Several brown coals and black coals yield an acid liquor by distillation; but most kinds of black coal furnish none. Peat, in the dry distillation, furnishes so great a quantity of acid water, that it is difficult to recognise clearly in that substance the ammoniacal basis which occurs in it, and this even on saturating the acid with potash.
Mr Karsten has carefully investigated and described the very different effects which are produced, whether on wood, and, in general, on unaltered vegetable fibre, or on altered vegetable fibres, on peat, brown coal, and black coal, by the different chemical re-agents, such as water, alcohol, sulphuric ether, caustic ammonia, hydrosulphuret of ammonia, nitric acid, and concentrated sulphuric acid. In his work we even find detailed accounts of the processes followed in these investigations. We shall confine ourselves, however, to the principal results. Those which are obtained on making the acids act upon vegetable fibres, whether altered or recent, are perfectly in accordance with the manner in which acids comport themselves, and the circumstances of the body upon which they act. Nitric acid, which is easily decomposed, and, from this very circumstance, capable of oxidising, produces more promptly, and in a higher degree, the oxidation of vegetable fibres. This acid changes them into a substance analogous to tannin, or even into an acid, while sulphuric acid can only operate a conversion of the fibres into gum, and finally into sugar. Unaltered fibre undergoes its metamor phoses more quickly and more completely, because the greater proportion of the quantity of oxygen and hydrogen to the quantity of carbon facilitates the action of acids.
In proportion as the quantity of carbon increases, the chemical effect of acids becomes more and more feeble, and perfectly pure charcoal appears no longer susceptible of alteration from acids, excepting in a single case, which happens when this substance occurs, as it does in wood-charcoal, in a loose state of mechanical aggregation.
Glance coal, graphite and diamond resist the action of acids;
and this perhaps solely on account of their great density. Díamond, which is the densest kind of charcoal known, only burns at a very high temperature, and by means of pure oxygen. Glance coal and graphite are incomparably more easy to be destroyed; and the charcoal which is obtained on distilling black coal, brown coal, and unaltered vegetable fibres in the dry way, burns the more readily the looser the state of aggregation it assumes during the process of carbonization, or the less the quantity of carbon the body contains which has been employed for producing the charcoal. A coal that is carbonised in a furnace, or still better in a close vessel, affords a charcoal much more compact and more difficult to be burnt, than that which comes from the same coal carbonised in the open air.

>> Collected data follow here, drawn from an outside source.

use clap::{Parser, ValueEnum};
use std::path::PathBuf;

#[derive(Parser, Debug)]
#[command(name = "radiolens")]
#[command(
    version,
    about = "Classify a radiograph as Normal, Crack, Fracture or Hemorrhage",
    long_about = "Classify a radiograph as Normal, Crack, Fracture or Hemorrhage.\n\n\
                  Prints a single JSON document on standard output. Logs go to standard error."
)]
pub struct Cli {
    /// Image file to classify
    pub image: PathBuf,

    /// Configuration file path
    #[arg(short, long, env = "RADIOLENS_CONFIG")]
    pub config: Option<PathBuf>,

    /// SafeTensors weights of the trained classifier
    #[arg(short, long, env = "RADIOLENS_MODEL")]
    pub model: Option<PathBuf>,

    /// Enable verbose logging
    #[arg(short, long)]
    pub verbose: bool,

    /// Log output format
    #[arg(long, value_enum, default_value_t = LogFormat::Text, env = "RADIOLENS_LOG_FORMAT")]
    pub log_format: LogFormat,
}

#[derive(Debug, Clone, Copy, PartialEq, Eq, ValueEnum)]
pub enum LogFormat {
    Text,
    Json,
}
//! Radiolens Telemetry
//!
//! Prediction metrics for Radiolens.
//!
//! Provides:
//! - In-process counters for predictions by provenance and failures by kind
//! - Latency accounting
//! - Mirroring of every event through the `metrics` facade

pub mod metrics;

pub use metrics::{describe_metrics, MetricsCollector, MetricsSnapshot};

/// Prelude for convenient imports
pub mod prelude {
    pub use crate::metrics::{MetricsCollector, MetricsSnapshot};
}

Elevation of temperature causes a decomposition of the combustible, and the formation of new combinations. This process has received the name of carbonization, because in this operation the residuum consists of pure charcoal. If hydrogen, oxygen and carbon, on being subjected to different degrees of temperature, also obey different laws of combination, the quantity of pure charcoal which remains after the carbonization, must depend, not only upon the state of the body which is to be carbonised, but also upon the different degrees of temperature which have been employed during this operation. This is actually what takes places. Several resins and fats, which contain much more carbon than vegetable fibres, leave no trace of charcoal in their spontaneous decomposition at a high temperature; and in the same vegetable fibre, the quantity of charcoal residuum depends entirely upon the degree of heat employed during the carbonization.

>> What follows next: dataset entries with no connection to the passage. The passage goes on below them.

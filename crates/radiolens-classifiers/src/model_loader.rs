//! Model loading for the Candle-based radiograph classifier
//!
//! The artifact is a SafeTensors file holding `conv.weight`, `conv.bias`,
//! `head.weight` and `head.bias`, plus an optional JSON metadata sidecar.

use crate::classifier::ImageClassifier;
use crate::config::{DeviceSpec, ModelSettings};
use crate::normalizer::{NormalizedTensor, CHANNELS};
use candle_core::{DType, Device, Module, Tensor, D};
use candle_nn::{Conv2d, Conv2dConfig, Linear, VarBuilder};
use radiolens_core::{ClassLabel, Error, Result, MODEL_VERSION, NUM_CLASSES};
use serde::{Deserialize, Serialize};
use std::path::{Path, PathBuf};
use tracing::debug;

/// Device type for inference
#[derive(Debug, Clone, Copy, PartialEq, Eq)]
pub enum DeviceType {
    /// CPU inference (always available)
    Cpu,
    /// CUDA GPU inference (if available)
    Cuda(usize), // GPU index
    /// Metal (Apple Silicon)
    Metal(usize),
}

impl DeviceType {
    pub fn from_settings(settings: &ModelSettings) -> Self {
        match settings.device {
            DeviceSpec::Cpu => Self::Cpu,
            DeviceSpec::Cuda => Self::Cuda(settings.device_index),
            DeviceSpec::Metal => Self::Metal(settings.device_index),
        }
    }

    /// Create Candle device from device type
    pub fn create_device(self) -> Result<Device> {
        match self {
            Self::Cpu => Ok(Device::Cpu),
            Self::Cuda(idx) => Device::new_cuda(idx)
                .map_err(|e| Error::model_load(format!("Failed to create CUDA device: {}", e))),
            Self::Metal(idx) => Device::new_metal(idx)
                .map_err(|e| Error::model_load(format!("Failed to create Metal device: {}", e))),
        }
    }
}

/// Network shape parameters
#[derive(Debug, Clone, Copy, PartialEq, Eq, Serialize, Deserialize)]
pub struct ArchitectureConfig {
    /// Feature maps produced by the convolution
    #[serde(default = "default_conv_channels")]
    pub conv_channels: usize,

    /// Square convolution kernel size (odd)
    #[serde(default = "default_kernel_size")]
    pub kernel_size: usize,
}

impl Default for ArchitectureConfig {
    fn default() -> Self {
        Self {
            conv_channels: default_conv_channels(),
            kernel_size: default_kernel_size(),
        }
    }
}

/// Contents of the JSON sidecar next to the weights
#[derive(Debug, Clone, PartialEq, Serialize, Deserialize)]
pub struct ModelMetadata {
    #[serde(default = "default_name")]
    pub name: String,

    #[serde(default = "default_version")]
    pub version: String,

    #[serde(default)]
    pub description: Option<String>,

    #[serde(default)]
    pub architecture: ArchitectureConfig,

    /// `[width, height]` the network was trained on
    #[serde(default = "default_input_size")]
    pub input_size: [u32; 2],

    /// Output order of the classifier head
    #[serde(default = "default_class_names")]
    pub class_names: Vec<String>,
}

impl Default for ModelMetadata {
    fn default() -> Self {
        Self {
            name: default_name(),
            version: default_version(),
            description: None,
            architecture: ArchitectureConfig::default(),
            input_size: default_input_size(),
            class_names: default_class_names(),
        }
    }
}

impl ModelMetadata {
    /// Parse a sidecar file
    pub fn from_file(path: impl AsRef<Path>) -> Result<Self> {
        let path = path.as_ref();
        let content = std::fs::read_to_string(path).map_err(|e| {
            Error::model_load(format!("Failed to read metadata {}: {}", path.display(), e))
        })?;
        serde_json::from_str(&content).map_err(|e| {
            Error::model_load(format!("Failed to parse metadata {}: {}", path.display(), e))
        })
    }

    /// Read the sidecar if it exists, otherwise assume defaults
    pub fn load_or_default(path: impl AsRef<Path>) -> Result<Self> {
        let path = path.as_ref();
        if path.exists() {
            Self::from_file(path)
        } else {
            debug!(path = %path.display(), "No model metadata, using defaults");
            Ok(Self::default())
        }
    }

    /// Check the artifact agrees with the fixed labels and the normalizer output
    pub fn validate(&self, input_size: (u32, u32)) -> Result<()> {
        let classes = self
            .class_names
            .iter()
            .map(|name| name.parse::<ClassLabel>())
            .collect::<Result<Vec<_>>>()
            .map_err(|e| Error::model_load(format!("Model classes are invalid: {}", e)))?;
        if classes != ClassLabel::ALL {
            return Err(Error::model_load(format!(
                "Model classes {:?} do not match {:?}",
                self.class_names,
                ClassLabel::ALL
            )));
        }
        if (self.input_size[0], self.input_size[1]) != input_size {
            return Err(Error::model_load(format!(
                "Model input size {}x{} does not match preprocessing target {}x{}",
                self.input_size[0], self.input_size[1], input_size.0, input_size.1
            )));
        }
        let arch = &self.architecture;
        if arch.conv_channels == 0 || arch.kernel_size == 0 || arch.kernel_size % 2 == 0 {
            return Err(Error::model_load(format!(
                "Unsupported architecture: {} channels, kernel {}",
                arch.conv_channels, arch.kernel_size
            )));
        }
        Ok(())
    }
}

/// Convolution, ReLU, global average pooling, linear head, softmax
#[derive(Debug, Clone)]
pub struct RadiographCnn {
    conv: Conv2d,
    head: Linear,
}

impl RadiographCnn {
    pub fn load(vb: VarBuilder, arch: &ArchitectureConfig) -> candle_core::Result<Self> {
        let conv_cfg = Conv2dConfig {
            padding: arch.kernel_size / 2,
            ..Default::default()
        };
        let conv = candle_nn::conv2d(
            CHANNELS,
            arch.conv_channels,
            arch.kernel_size,
            conv_cfg,
            vb.pp("conv"),
        )?;
        let head = candle_nn::linear(arch.conv_channels, NUM_CLASSES, vb.pp("head"))?;
        Ok(Self { conv, head })
    }
}

impl Module for RadiographCnn {
    /// `(batch, 3, height, width)` in, `(batch, 4)` probabilities out as f64
    fn forward(&self, xs: &Tensor) -> candle_core::Result<Tensor> {
        let features = self.conv.forward(xs)?.relu()?.mean((2, 3))?;
        let logits = self.head.forward(&features)?.to_dtype(DType::F64)?;
        candle_nn::ops::softmax(&logits, D::Minus1)
    }
}

/// Trained classifier evaluated with Candle
pub struct CandleImageClassifier {
    name: String,
    model: RadiographCnn,
    device: Device,
    metadata: ModelMetadata,
    weights_path: Option<PathBuf>,
}

impl CandleImageClassifier {
    /// Load weights and metadata named by the settings.
    ///
    /// `input_size` is the normalizer's `(width, height)`.
    pub fn load(settings: &ModelSettings, input_size: (u32, u32)) -> Result<Self> {
        let weights_path = settings.path.clone();
        if !weights_path.exists() {
            return Err(Error::model_load(format!(
                "Model file not found: {}",
                weights_path.display()
            )));
        }

        let metadata = ModelMetadata::load_or_default(settings.metadata_path())?;
        metadata.validate(input_size)?;

        let device = DeviceType::from_settings(settings).create_device()?;

        let vb = unsafe {
            VarBuilder::from_mmaped_safetensors(&[&weights_path], DType::F32, &device)
                .map_err(|e| Error::model_load(format!("Failed to load weights: {}", e)))?
        };

        let mut classifier = Self::from_var_builder(vb, metadata, device)?;
        classifier.weights_path = Some(weights_path);
        Ok(classifier)
    }

    /// Build from an already populated VarBuilder
    pub fn from_var_builder(
        vb: VarBuilder,
        metadata: ModelMetadata,
        device: Device,
    ) -> Result<Self> {
        let model = RadiographCnn::load(vb, &metadata.architecture)
            .map_err(|e| Error::model_load(format!("Failed to build network: {}", e)))?;

        Ok(Self {
            name: metadata.name.clone(),
            model,
            device,
            metadata,
            weights_path: None,
        })
    }

    pub fn metadata(&self) -> &ModelMetadata {
        &self.metadata
    }

    pub fn weights_path(&self) -> Option<&Path> {
        self.weights_path.as_deref()
    }

    fn to_input(&self, tensor: &NormalizedTensor) -> candle_core::Result<Tensor> {
        let [h, w, c] = tensor.shape();
        Tensor::from_slice(tensor.data(), (h, w, c), &self.device)?
            .permute((2, 0, 1))?
            .contiguous()?
            .unsqueeze(0)
    }
}

impl ImageClassifier for CandleImageClassifier {
    fn predict(&self, tensor: &NormalizedTensor) -> Result<Vec<f64>> {
        let [h, w, _] = tensor.shape();
        let [mw, mh] = self.metadata.input_size;
        if (w, h) != (mw as usize, mh as usize) {
            return Err(Error::backend_contract(format!(
                "Tensor is {}x{}, model expects {}x{}",
                w, h, mw, mh
            )));
        }

        let input = self
            .to_input(tensor)
            .map_err(|e| Error::internal(format!("Failed to create input tensor: {}", e)))?;

        self.model
            .forward(&input)
            .and_then(|probs| probs.squeeze(0))
            .and_then(|probs| probs.to_vec1::<f64>())
            .map_err(|e| Error::internal(format!("Model forward pass failed: {}", e)))
    }

    fn name(&self) -> &str {
        &self.name
    }

    fn version(&self) -> &str {
        &self.metadata.version
    }

    fn input_size(&self) -> Option<(u32, u32)> {
        Some((self.metadata.input_size[0], self.metadata.input_size[1]))
    }

    fn architecture(&self) -> String {
        let arch = &self.metadata.architecture;
        format!(
            "conv{k}x{k}({c}) relu gap linear({c}->{n}) softmax",
            k = arch.kernel_size,
            c = arch.conv_channels,
            n = NUM_CLASSES
        )
    }
}

fn default_conv_channels() -> usize {
    32
}

fn default_kernel_size() -> usize {
    3
}

fn default_name() -> String {
    "radiograph-cnn".to_string()
}

fn default_version() -> String {
    MODEL_VERSION.to_string()
}

fn default_input_size() -> [u32; 2] {
    [224, 224]
}

fn default_class_names() -> Vec<String> {
    ClassLabel::ALL.iter().map(|l| l.to_string()).collect()
}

It is not the quantity of the carbonaceous residuum alone that must vary according to the different degrees of the temperature employed. The same cause must render more variable still the quantity and condition of the other combinations which are formed during distillation in the dry way, that is to say, during carbonization. This is the case precisely, because the quantity of the charcoal residuum is but a consequence of the nature and condition of the gaseous combinations and fluids, or vapours, which are formed during the operation. This difference in the manner in which organic combinations are affected under the
different degrees of a high temperature, is of some importance, even in an economical point of view. From the same oil may be obtained for lighting, either a larger quantity of gas of bad quality, or a smaller quantity of incomparably better gas, according as the carbonization is effected by means of a weaker or stronger heat.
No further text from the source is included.